*** Opening of Provided information ***

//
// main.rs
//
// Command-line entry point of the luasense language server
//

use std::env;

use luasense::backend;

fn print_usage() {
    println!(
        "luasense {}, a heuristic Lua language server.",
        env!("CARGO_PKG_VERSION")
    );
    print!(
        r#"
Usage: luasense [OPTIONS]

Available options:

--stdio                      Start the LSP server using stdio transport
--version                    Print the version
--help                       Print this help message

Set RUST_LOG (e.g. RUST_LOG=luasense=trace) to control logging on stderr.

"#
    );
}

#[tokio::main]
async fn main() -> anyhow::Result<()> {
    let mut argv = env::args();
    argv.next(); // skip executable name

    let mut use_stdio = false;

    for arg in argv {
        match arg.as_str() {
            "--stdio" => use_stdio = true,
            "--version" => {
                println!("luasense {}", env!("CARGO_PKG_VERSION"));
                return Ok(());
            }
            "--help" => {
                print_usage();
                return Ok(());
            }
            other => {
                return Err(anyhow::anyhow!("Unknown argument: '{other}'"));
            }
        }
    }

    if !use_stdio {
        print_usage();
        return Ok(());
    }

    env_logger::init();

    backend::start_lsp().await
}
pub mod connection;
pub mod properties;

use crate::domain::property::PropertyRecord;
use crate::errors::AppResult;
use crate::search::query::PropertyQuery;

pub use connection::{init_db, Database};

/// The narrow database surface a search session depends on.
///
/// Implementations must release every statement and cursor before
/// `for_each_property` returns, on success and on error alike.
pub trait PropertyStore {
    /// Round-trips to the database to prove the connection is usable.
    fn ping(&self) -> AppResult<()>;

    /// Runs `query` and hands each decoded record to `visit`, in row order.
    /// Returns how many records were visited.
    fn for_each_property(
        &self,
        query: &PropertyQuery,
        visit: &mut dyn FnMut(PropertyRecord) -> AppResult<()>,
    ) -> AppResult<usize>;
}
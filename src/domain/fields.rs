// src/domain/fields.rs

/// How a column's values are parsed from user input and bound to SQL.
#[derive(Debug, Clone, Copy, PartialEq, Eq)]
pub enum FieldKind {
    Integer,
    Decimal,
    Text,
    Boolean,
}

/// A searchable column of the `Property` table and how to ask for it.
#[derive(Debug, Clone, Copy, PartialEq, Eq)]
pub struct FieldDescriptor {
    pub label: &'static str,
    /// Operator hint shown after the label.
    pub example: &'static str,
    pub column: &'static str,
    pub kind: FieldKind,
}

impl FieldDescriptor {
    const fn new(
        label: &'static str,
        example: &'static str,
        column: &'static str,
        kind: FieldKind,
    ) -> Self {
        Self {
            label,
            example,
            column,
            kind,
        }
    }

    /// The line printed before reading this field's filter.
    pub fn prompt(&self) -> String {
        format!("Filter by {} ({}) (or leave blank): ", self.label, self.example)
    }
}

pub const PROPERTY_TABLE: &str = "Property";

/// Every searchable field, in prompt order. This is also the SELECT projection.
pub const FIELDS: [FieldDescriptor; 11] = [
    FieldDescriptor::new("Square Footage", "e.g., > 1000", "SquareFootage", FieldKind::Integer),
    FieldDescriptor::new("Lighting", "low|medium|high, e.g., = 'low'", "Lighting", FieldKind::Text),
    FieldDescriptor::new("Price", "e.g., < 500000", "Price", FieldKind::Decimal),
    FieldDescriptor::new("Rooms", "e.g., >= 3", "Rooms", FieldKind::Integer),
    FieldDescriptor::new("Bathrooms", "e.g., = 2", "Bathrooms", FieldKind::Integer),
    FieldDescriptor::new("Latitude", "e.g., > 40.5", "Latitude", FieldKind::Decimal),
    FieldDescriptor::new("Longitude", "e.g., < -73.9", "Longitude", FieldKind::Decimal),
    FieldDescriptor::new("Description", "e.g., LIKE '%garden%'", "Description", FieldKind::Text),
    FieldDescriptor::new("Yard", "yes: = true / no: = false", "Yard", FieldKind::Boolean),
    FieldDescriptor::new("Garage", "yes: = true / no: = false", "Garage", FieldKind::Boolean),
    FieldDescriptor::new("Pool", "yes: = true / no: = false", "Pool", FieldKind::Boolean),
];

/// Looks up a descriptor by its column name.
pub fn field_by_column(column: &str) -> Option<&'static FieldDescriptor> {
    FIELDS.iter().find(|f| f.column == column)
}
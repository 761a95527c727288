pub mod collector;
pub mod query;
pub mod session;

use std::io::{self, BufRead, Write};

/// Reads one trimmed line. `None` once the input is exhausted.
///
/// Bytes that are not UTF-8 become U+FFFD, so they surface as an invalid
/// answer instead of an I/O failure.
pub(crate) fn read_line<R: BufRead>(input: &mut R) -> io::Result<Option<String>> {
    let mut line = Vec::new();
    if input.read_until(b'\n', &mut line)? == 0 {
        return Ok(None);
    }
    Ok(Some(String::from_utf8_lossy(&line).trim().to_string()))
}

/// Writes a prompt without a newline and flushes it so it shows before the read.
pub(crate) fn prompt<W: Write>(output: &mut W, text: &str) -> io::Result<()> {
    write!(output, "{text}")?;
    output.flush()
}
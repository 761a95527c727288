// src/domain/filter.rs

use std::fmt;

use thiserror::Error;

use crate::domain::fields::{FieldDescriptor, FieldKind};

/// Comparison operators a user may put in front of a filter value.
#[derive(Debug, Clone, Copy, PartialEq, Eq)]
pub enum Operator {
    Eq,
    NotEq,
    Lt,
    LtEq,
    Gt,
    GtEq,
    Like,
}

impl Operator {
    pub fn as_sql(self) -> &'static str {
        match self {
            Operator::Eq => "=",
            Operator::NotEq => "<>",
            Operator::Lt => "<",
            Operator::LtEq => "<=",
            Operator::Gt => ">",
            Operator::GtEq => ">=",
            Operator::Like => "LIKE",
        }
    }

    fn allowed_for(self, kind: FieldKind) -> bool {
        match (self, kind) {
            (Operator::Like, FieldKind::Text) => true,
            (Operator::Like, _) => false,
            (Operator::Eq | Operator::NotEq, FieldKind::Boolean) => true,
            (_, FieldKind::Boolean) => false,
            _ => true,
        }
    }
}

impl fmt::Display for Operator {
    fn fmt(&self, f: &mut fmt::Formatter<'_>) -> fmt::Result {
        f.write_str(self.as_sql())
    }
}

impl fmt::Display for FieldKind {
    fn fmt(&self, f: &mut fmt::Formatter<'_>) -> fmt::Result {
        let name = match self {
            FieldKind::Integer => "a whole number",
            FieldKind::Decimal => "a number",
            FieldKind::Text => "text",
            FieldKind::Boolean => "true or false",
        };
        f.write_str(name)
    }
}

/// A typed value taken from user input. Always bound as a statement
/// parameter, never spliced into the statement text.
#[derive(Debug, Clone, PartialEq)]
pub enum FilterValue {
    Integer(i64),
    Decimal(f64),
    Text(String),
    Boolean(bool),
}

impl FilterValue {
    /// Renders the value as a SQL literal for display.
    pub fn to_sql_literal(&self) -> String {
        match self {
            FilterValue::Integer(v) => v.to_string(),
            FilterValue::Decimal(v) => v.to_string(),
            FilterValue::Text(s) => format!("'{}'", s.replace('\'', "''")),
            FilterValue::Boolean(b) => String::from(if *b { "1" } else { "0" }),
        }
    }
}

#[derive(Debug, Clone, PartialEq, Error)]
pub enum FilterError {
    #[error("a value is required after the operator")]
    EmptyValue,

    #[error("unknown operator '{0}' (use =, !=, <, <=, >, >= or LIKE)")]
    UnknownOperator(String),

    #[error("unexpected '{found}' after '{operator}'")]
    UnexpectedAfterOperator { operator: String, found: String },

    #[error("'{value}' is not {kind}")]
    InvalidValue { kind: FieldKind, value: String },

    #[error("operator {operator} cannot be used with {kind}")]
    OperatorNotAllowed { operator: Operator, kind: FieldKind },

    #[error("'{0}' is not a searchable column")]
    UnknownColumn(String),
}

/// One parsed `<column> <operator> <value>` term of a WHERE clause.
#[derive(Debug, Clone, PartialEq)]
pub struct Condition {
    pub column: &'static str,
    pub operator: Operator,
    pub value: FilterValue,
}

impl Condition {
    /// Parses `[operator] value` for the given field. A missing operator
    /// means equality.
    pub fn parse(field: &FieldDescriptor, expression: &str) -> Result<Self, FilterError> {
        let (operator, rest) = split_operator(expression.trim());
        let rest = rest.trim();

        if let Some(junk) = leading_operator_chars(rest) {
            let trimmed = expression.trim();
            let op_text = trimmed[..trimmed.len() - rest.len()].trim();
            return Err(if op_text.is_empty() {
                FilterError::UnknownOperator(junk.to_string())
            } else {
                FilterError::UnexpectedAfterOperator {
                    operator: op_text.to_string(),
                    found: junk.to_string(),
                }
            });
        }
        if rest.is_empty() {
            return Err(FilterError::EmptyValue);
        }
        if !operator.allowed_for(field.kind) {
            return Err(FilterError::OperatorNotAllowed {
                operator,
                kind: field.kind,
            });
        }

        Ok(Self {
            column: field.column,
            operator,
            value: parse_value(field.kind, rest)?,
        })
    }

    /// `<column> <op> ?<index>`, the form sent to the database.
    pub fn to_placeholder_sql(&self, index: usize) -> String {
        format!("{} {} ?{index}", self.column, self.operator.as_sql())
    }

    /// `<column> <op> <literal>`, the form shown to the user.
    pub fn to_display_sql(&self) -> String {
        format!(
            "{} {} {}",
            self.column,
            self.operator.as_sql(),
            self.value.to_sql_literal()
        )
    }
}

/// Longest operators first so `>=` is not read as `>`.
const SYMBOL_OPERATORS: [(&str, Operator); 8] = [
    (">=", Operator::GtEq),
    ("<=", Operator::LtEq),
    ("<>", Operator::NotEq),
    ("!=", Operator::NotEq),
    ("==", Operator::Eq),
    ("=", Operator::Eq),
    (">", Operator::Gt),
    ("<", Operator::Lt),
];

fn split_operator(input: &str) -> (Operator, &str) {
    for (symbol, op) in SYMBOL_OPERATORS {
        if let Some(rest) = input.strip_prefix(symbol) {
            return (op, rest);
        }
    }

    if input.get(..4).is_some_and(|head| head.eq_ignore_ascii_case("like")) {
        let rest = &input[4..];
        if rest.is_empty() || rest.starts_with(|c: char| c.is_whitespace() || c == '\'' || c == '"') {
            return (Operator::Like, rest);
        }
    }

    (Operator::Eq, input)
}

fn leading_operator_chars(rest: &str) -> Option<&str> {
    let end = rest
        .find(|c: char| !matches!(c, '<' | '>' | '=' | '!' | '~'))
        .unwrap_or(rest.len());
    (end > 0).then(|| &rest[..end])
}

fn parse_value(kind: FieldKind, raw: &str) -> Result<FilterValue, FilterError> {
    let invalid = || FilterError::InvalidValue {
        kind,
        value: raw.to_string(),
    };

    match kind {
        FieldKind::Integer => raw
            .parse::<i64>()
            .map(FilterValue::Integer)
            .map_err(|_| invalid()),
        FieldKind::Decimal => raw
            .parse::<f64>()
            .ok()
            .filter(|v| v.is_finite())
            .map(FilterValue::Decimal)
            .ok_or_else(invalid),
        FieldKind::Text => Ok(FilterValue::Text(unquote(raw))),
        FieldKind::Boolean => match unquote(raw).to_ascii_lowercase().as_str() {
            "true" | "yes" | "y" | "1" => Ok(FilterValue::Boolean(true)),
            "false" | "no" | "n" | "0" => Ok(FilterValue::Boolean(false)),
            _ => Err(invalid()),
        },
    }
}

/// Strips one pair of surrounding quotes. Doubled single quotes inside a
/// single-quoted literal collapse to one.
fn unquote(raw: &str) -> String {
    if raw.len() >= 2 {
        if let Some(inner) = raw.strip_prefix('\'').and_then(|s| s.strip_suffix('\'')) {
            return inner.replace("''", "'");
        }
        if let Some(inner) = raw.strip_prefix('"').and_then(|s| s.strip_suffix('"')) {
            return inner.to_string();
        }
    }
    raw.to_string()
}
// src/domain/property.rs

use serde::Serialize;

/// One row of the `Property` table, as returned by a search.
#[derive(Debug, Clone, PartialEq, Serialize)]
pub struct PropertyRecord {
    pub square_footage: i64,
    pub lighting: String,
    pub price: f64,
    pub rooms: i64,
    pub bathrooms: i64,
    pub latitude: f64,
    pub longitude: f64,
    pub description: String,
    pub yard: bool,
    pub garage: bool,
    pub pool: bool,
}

*** Close of Provided information ***

[What the exercise asks]
Having output the line that contains "this help message", stop. Every line before it, back to the first line of the data, must be reproduced exactly.

[Task result]
//
// main.rs
//
// Command-line entry point of the luasense language server
//

use std::env;

use luasense::backend;

fn print_usage() {
    println!(
        "luasense {}, a heuristic Lua language server.",
        env!("CARGO_PKG_VERSION")
    );
    print!(
        r#"
Usage: luasense [OPTIONS]

Available options:

--stdio                      Start the LSP server using stdio transport
--version                    Print the version
--help                       Print this help message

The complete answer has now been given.